We spoke with Biological Bulletin Managing Editor Carol Schachinger about the process of selecting a cover for a journal issue. She told us that out of the body of articles comprising a new issue published every two months, an appropriate cover image to be considered for publication often naturally rises to the top. In the case of V.236, n.3 of the Biological Bulletin, however, this did not initially happen, and even after contacting article authors for possible cover issue suggestions, Schachinger was still without a cover image as the issue headed towards completion.
Schachinger’s alternate plan was to begin making simple online image searches related to issue articles. As the horseshoe crab has been one of the most important studied marine organisms at the Marine Biological Laboratory, it was natural to look for images of this organism, and shortly, the plates from Milne-Edwards’ monograph appeared in simple Google website searches as distinct possibilities for a cover image.
At first, she did not realize the image she ultimately chose was from the holdings of the MBLWHOI Library, nor did she realize the image was from the Biodiversity Heritage Library.
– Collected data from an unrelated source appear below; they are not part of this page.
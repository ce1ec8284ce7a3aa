// SPDX-License-Identifier: AGPL-3.0-or-later
// Copyright (C) 2012-2025 Andrei Maltsev

use tokio_util::sync::CancellationToken;
use tracing::info;

/// Waits for a termination signal (`SIGINT`/Ctrl-C, and on Unix `SIGTERM`)
/// and cancels `token` once one arrives.
///
/// Spawned as its own task at startup; the main run loop selects on
/// `token.cancelled()` alongside the accept loop so shutdown is
/// cooperative rather than a hard process kill. `SIGKILL` cannot be
/// caught and is expected to terminate the process abruptly regardless
/// of this task.
pub async fn wait_for_shutdown_signal(token: CancellationToken) {
    let ctrl_c = async {
        let _ = tokio::signal::ctrl_c().await;
    };

    #[cfg(unix)]
    let terminate = async {
        match tokio::signal::unix::signal(tokio::signal::unix::SignalKind::terminate()) {
            Ok(mut stream) => {
                stream.recv().await;
            },
            Err(e) => {
                tracing::error!("failed to install SIGTERM handler: {e}");
                std::future::pending::<()>().await;
            },
        }
    };
    #[cfg(not(unix))]
    let terminate = std::future::pending::<()>();

    tokio::select! {
        () = ctrl_c => info!("received SIGINT, shutting down"),
        () = terminate => info!("received SIGTERM, shutting down"),
    }

    token.cancel();
}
Carol was also not aware of the flickr feed of BHL images, which was another access point for this image (and many thousands of images extracted directly from the electronic pages of BHL content). However, when she selected plate 14 of the horseshoe crab circulatory system as the probable cover illustration for the June 2019 issue of the Biological Bulletin, she contacted the librarians at the MBLWHOI Library to ask about proper attribution and the workflow for downloading the out-of-copyright image. They directed her to the FAQ pages of BHL, where all of this information sits.
Thus the v.236, n.3 issue of the Biological Bulletin finally had cover art.
The MBLWHOI Library
In 1888, the sea-side Marine Biological Laboratory heeded the charge of its first Director, Charles Otis Whitman (1842-1910), with reference to the building of a working library to serve its scientists. Woods Hole on Cape Cod was just too far from the Boston research institutions for MBL to rely upon libraries there to provide library services to a small Cape Cod research institution (which would eventually grow into a biological research facility of global renown). Dr. Whitman said: “A library is a necessity in such a laboratory…We must have at a minimum to begin with, all the important journals now printed in the four principal languages.” Jump forward 120 years hence, the MBLWHOI Library (the joint library of the Marine Biological Laboratory and the Woods Hole Oceanographic Institution (WHOI, founded in 1930) was a founding partner of the Biodiversity Heritage Library, providing key technical and library staff support to BHL at its founding in 2006, and continuing to this day.